L’Onu ci dice che non siamo né troppi né troppo pochi
Il rapporto dell’Unfpa sfata i miti legati alla sovrappopolazione e al declino demografico. Monitorare gli andamenti demografici è importante, ma per risolvere le crisi occorrerà concentrarsi sulle cause reali.
di Maddalena Binda
A novembre del 2022 la popolazione mondiale ha superato otto miliardi di persone. Un “traguardo fondamentale da festeggiare” secondo il Rapporto “Otto miliardi di vite, infinite possibilità”, pubblicato dal Fondo delle Nazioni unite per la popolazione (Unfpa), in quanto “rappresenta progressi storici per l’umanità nella medicina, nella scienza, nella salute, nell’agricoltura e nell’educazione”.
Il Rapporto prende in considerazione le due reazioni principali ai cambiamenti demografici: da un lato la paura per un mondo sovrappopolato, in lotta per risorse sempre più scarse; dall’altro la preoccupazione per le conseguenze socio-economiche del calo delle nascite e dell’invecchiamento della popolazione.

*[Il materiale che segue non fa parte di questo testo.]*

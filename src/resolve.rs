use crate::{
    internal::{AuthMeta, Meta, ServerMeta},
    normalize::remove_dot_segments,
    pct_enc::EStr,
    ParseError, Uri,
};
use alloc::string::String;
use borrow_or_share::Bos;
use core::num::NonZeroUsize;

/// Components of a hierarchical URI, to be assembled into a new one.
#[derive(Clone, Copy)]
pub(crate) struct Parts<'a> {
    pub(crate) scheme: Option<&'a str>,
    pub(crate) authority: Option<(&'a str, Option<ServerMeta>)>,
    pub(crate) path: &'a str,
    pub(crate) query: Option<&'a str>,
    pub(crate) fragment: Option<&'a str>,
}

impl<'a> Parts<'a> {
    /// Splits a hierarchical URI into its components.
    pub(crate) fn of(uri: Uri<&'a str>) -> Self {
        debug_assert!(!uri.is_opaque());
        let s = uri.val;
        let (path_start, path_end) = uri.meta.path_bounds;
        Parts {
            scheme: uri.meta.scheme_end.map(|i| &s[..i.get()]),
            authority: uri
                .meta
                .auth_meta
                .map(|m| (&s[m.bounds.0..m.bounds.1], m.server)),
            path: &s[path_start..path_end],
            query: uri.query().map(EStr::as_str),
            fragment: uri.fragment().map(EStr::as_str),
        }
    }

    /// Assembles the components into a URI, computing its metadata on the way.
    ///
    /// The components must already be validated and fit together, that is,
    /// a path must be empty or start with `'/'` if there is an authority,
    /// and must start with `'/'` if there is a scheme.
    pub(crate) fn assemble(&self) -> Uri<String> {
        // Close the loophole that a path starting with "//" would be
        // taken as an authority when there is none.
        let dot_prefix = self.authority.is_none() && self.path.starts_with("//");

        // Calculate the output length.
        let mut len = self.path.len();
        if let Some(scheme) = self.scheme {
            len += scheme.len() + 1;
        }
        if let Some((auth, _)) = self.authority {
            len += auth.len() + 2;
        }
        if dot_prefix {
            len += 2;
        }
        if let Some(query) = self.query {
            len += query.len() + 1;
        }
        if let Some(fragment) = self.fragment {
            len += fragment.len() + 1;
        }

        let mut buf = String::with_capacity(len);
        let mut meta = Meta::default();

        if let Some(scheme) = self.scheme {
            buf.push_str(scheme);
            meta.scheme_end = NonZeroUsize::new(buf.len());
            buf.push(':');
        }

        if let Some((auth, server)) = self.authority {
            buf.push_str("//");
            let start = buf.len();
            buf.push_str(auth);
            meta.auth_meta = Some(AuthMeta {
                bounds: (start, buf.len()),
                server,
            });
        }

        meta.path_bounds.0 = buf.len();
        if dot_prefix {
            buf.push_str("/.");
        }
        buf.push_str(self.path);
        meta.path_bounds.1 = buf.len();

        if let Some(query) = self.query {
            buf.push('?');
            buf.push_str(query);
            meta.query_end = NonZeroUsize::new(buf.len());
        }

        if let Some(fragment) = self.fragment {
            meta.fragment_start = Some(buf.len());
            buf.push('#');
            buf.push_str(fragment);
        }

        debug_assert_eq!(buf.len(), len);
        Uri::new(buf, meta)
    }
}

impl<T: Bos<str>> Uri<T> {
    /// Resolves the given reference against this URI.
    ///
    /// - If the reference is absolute or this URI is opaque,
    ///   the reference is returned as is.
    /// - If the reference has an authority, it is returned with
    ///   this URI's scheme.
    /// - If the reference is empty or only has a fragment, this URI is
    ///   returned with the reference's fragment.
    /// - Otherwise the paths are merged and dot segments removed, with
    ///   any `".."` that would climb above the root discarded. The result
    ///   has this URI's scheme and authority, along with the merged path
    ///   and the reference's query and fragment.
    ///
    /// When the result has an authority, a non-empty path is made to start
    /// with `'/'`.
    /// When it has none and its path would start with `"//"`, the string
    /// `"/."` is prepended to the path so that it is not mistaken for
    /// an authority.
    ///
    /// # Examples
    ///
    /// ```
    /// use rfc2396_uri::Uri;
    ///
    /// let base = Uri::parse("http://a/b/c/d;p?q")?;
    ///
    /// assert_eq!(base.resolve(&Uri::parse("g")?), "http://a/b/c/g");
    /// assert_eq!(base.resolve(&Uri::parse("../g")?), "http://a/b/g");
    /// assert_eq!(base.resolve(&Uri::parse("../../../g")?), "http://a/g");
    /// assert_eq!(base.resolve(&Uri::parse("//g")?), "http://g");
    /// assert_eq!(base.resolve(&Uri::parse("#s")?), "http://a/b/c/d;p?q#s");
    /// # Ok::<_, rfc2396_uri::ParseError>(())
    /// ```
    pub fn resolve<U: Bos<str>>(&self, reference: &Uri<U>) -> Uri<String> {
        resolve(self.make_ref(), reference.make_ref())
    }

    /// Parses the given string as a URI and resolves it against this URI.
    ///
    /// # Errors
    ///
    /// Returns `Err` if the string is not a well-formed URI.
    ///
    /// # Examples
    ///
    /// ```
    /// use rfc2396_uri::Uri;
    ///
    /// let base = Uri::parse("http://example.com/foo/bar")?;
    /// assert_eq!(base.resolve_str("baz?q")?, "http://example.com/foo/baz?q");
    /// assert!(base.resolve_str("%zz").is_err());
    /// # Ok::<_, rfc2396_uri::ParseError>(())
    /// ```
    pub fn resolve_str(&self, reference: &str) -> Result<Uri<String>, ParseError> {
        Ok(self.resolve(&Uri::parse(reference)?))
    }

    /// Computes a reference relative to this URI that resolves to the given target.
    ///
    /// The target is returned as is if either URI is opaque, if the schemes
    /// differ (ignoring case), if the raw authorities differ, or if the
    /// target's path is not under the directory of this URI's path.
    /// Both paths have their dot segments removed before they are compared.
    ///
    /// Otherwise the result is a relative reference holding the rest of the
    /// target's path, along with the target's query and fragment. It is
    /// empty when both paths are equal. A result whose first segment
    /// contains `':'`, or whose path would otherwise start with an empty
    /// segment below the directory, is prefixed with `"./"`.
    ///
    /// # Examples
    ///
    /// ```
    /// use rfc2396_uri::Uri;
    ///
    /// let base = Uri::parse("http://a/b/c/d")?;
    ///
    /// assert_eq!(base.relativize(&Uri::parse("http://a/b/c/e/f?q")?), "e/f?q");
    /// assert_eq!(base.relativize(&Uri::parse("http://a/b/c/d#s")?), "#s");
    /// assert_eq!(base.relativize(&Uri::parse("http://a/b/x")?), "http://a/b/x");
    /// assert_eq!(base.relativize(&Uri::parse("http://a/b/c/g:h")?), "./g:h");
    /// # Ok::<_, rfc2396_uri::ParseError>(())
    /// ```
    pub fn relativize<U: Bos<str>>(&self, target: &Uri<U>) -> Uri<String> {
        relativize(self.make_ref(), target.make_ref())
    }
}

fn resolve(base: Uri<&str>, r: Uri<&str>) -> Uri<String> {
    if r.is_absolute() || base.is_opaque() {
        return r.to_owned();
    }

    let base_parts = Parts::of(base);
    let r_parts = Parts::of(r);

    if r_parts.authority.is_some() {
        return Parts {
            scheme: base_parts.scheme,
            ..r_parts
        }
        .assemble();
    }

    let r_path = r_parts.path;
    if r_path.is_empty() && r_parts.query.is_none() {
        return Parts {
            fragment: r_parts.fragment,
            ..base_parts
        }
        .assemble();
    }

    let mut merged = String::with_capacity(base_parts.path.len() + r_path.len() + 1);
    if r_path.starts_with('/') {
        merged.push_str(r_path);
    } else if r_path.is_empty() {
        merged.push_str(base_parts.path);
    } else {
        let dir_end = base_parts.path.rfind('/').map_or(0, |i| i + 1);
        merged.push_str(&base_parts.path[..dir_end]);
        merged.push_str(r_path);
    }

    let mut path = remove_dot_segments(&merged, true);
    if base_parts.authority.is_some() && !path.is_empty() && !path.starts_with('/') {
        // The colon guard is not needed once the path is absolute.
        let rel = path.strip_prefix("./").unwrap_or(&path);
        path = ["/", rel].concat();
    }
    Parts {
        path: &path,
        query: r_parts.query,
        fragment: r_parts.fragment,
        ..base_parts
    }
    .assemble()
}

fn relativize(base: Uri<&str>, target: Uri<&str>) -> Uri<String> {
    if base.is_opaque() || target.is_opaque() {
        return target.to_owned();
    }
    if base.scheme() != target.scheme() {
        return target.to_owned();
    }
    if base.authority().map(|a| a.as_str()) != target.authority().map(|a| a.as_str()) {
        return target.to_owned();
    }

    let base_parts = Parts::of(base);
    let target_parts = Parts::of(target);

    let base_path = remove_dot_segments(base_parts.path, false);
    let target_path = remove_dot_segments(target_parts.path, false);

    let (dir_end, rest) = if base_path == target_path {
        (0, "")
    } else {
        let dir_end = base_path.rfind('/').map_or(0, |i| i + 1);
        match target_path.strip_prefix(&base_path[..dir_end]) {
            Some(rest) => (dir_end, rest),
            None => return target.to_owned(),
        }
    };

    // An empty segment right below the directory must not make the path absolute.
    let first_seg = rest.split('/').next().unwrap_or_default();
    let path = if (dir_end != 0 && rest.starts_with('/')) || first_seg.contains(':') {
        let mut buf = String::with_capacity(rest.len() + 2);
        buf.push_str("./");
        buf.push_str(rest);
        buf
    } else {
        rest.into()
    };

    Parts {
        scheme: None,
        authority: None,
        path: &path,
        query: target_parts.query,
        fragment: target_parts.fragment,
    }
    .assemble()
}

Concentrandosi solo sull’andamento demografico si rischia di individuare le politiche di controllo o incentivo delle nascite, con conseguenti pressione sulle ragazze e sulle donne, come la soluzione alle crisi di natura sociale, economica e ambientale.
“I cambiamenti demografici sono normali e il numero non è di per sé positivo o negativo; quello che è necessario è un sistema resiliente che risponda ai bisogni della popolazione, al di là della dimensione” sottolinea il Rapporto, che analizza i miti intorno alle idee del “siamo troppi” o siamo troppi pochi”.
Siamo troppi?
Negli ultimi 50 anni la popolazione è raddoppiata ed entro la metà del secolo potrebbe raggiungere i dieci miliardi di persone. Una popolazione così numerosa potrà vivere in un pianeta in cui le risorse sono sempre più scarse? E che impatto avrà sulla crisi climatica?
Un legame tra crescita demografica e cambiamenti climatici esiste. Il Panel intergovernativo sui cambiamenti climatici delle Nazioni unite (Ipcc) ha individuato l’aumento della popolazione e del Pil pro capite come una delle cause dell’incremento dell’utilizzo di combustibili fossili. Tuttavia, come sottolinea il Rapporto, due terzi della popolazione vivono con meno di dieci dollari al giorno e non contribuiscono in maniera significativa alle emissioni di gas serra.
Focalizzandosi sulla sovrappopolazione e individuandola come causa si rischia di ritenere responsabili i Paesi a basso reddito, che presentano maggiori tassi di crescita demografica e di fecondità, e di non attuare le politiche necessarie per risolvere le crisi economiche, sociali e ambientali, avverte il Rapporto.
La crescita della popolazione è un risultato da accogliere positivamente, prova dei progressi raggiunti per la salute umana: a livello globale l’aspettativa di vita ha raggiunto 72,8 anni nel 2019, un aumento di quasi nove anni dal 1990, e potrebbe raggiungere i 77,2 anni entro il 2050.
Il Rapporto ricorda, inoltre, che a livello globale il tasso di crescita della popolazione è diminuito, attestandosi a meno dell’1% nel 2020, e che due terzi della popolazione mondiale vivono in Paesi in cui il tasso di fecondità è inferiore a 2,1 figli per donna, considerato il “livello di sostituzione” per garantire un ricambio generazionale.
O troppo pochi?
Ci sono preoccupazioni legate anche al calo demografico e all’invecchiamento della popolazione che si sta verificando in alcuni Paesi, in particolare in quelli ad alto reddito. L’Europa, ad esempio, vedrà la propria popolazione diminuire del 7% tra il 2030 e il 2050, risultato del calo del tasso di fecondità iniziato negli anni ’70. Oltre al calo delle nascite preoccupa anche l’invecchiamento della popolazione: un Paese con poche persone giovani e tante anziane può garantire una crescita economica e la sostenibilità del sistema di welfare?
Molti Paesi scelgono quindi di adottare politiche per incentivare le nascite. La preoccupazione per il calo demografico non può giustificare l’adozione di politiche che riducano l’accesso ai contraccettivi o all’aborto, avverte il Rapporto.
Un contributo importante alla stabilità demografica di un Paese potrebbe essere dato dall’immigrazione, che spesso genera preoccupazioni legate alla perdita di posti di lavoro o all’aumento della criminalità, arrivando alle teorie su una possibile “sostituzione etnica”.
Il Rapporto propone quindi di adottare politiche per supportare la genitorialità, creare ambienti lavorativi più inclusivi per donne e migranti e coinvolgere le persone anziane nella vita sociale.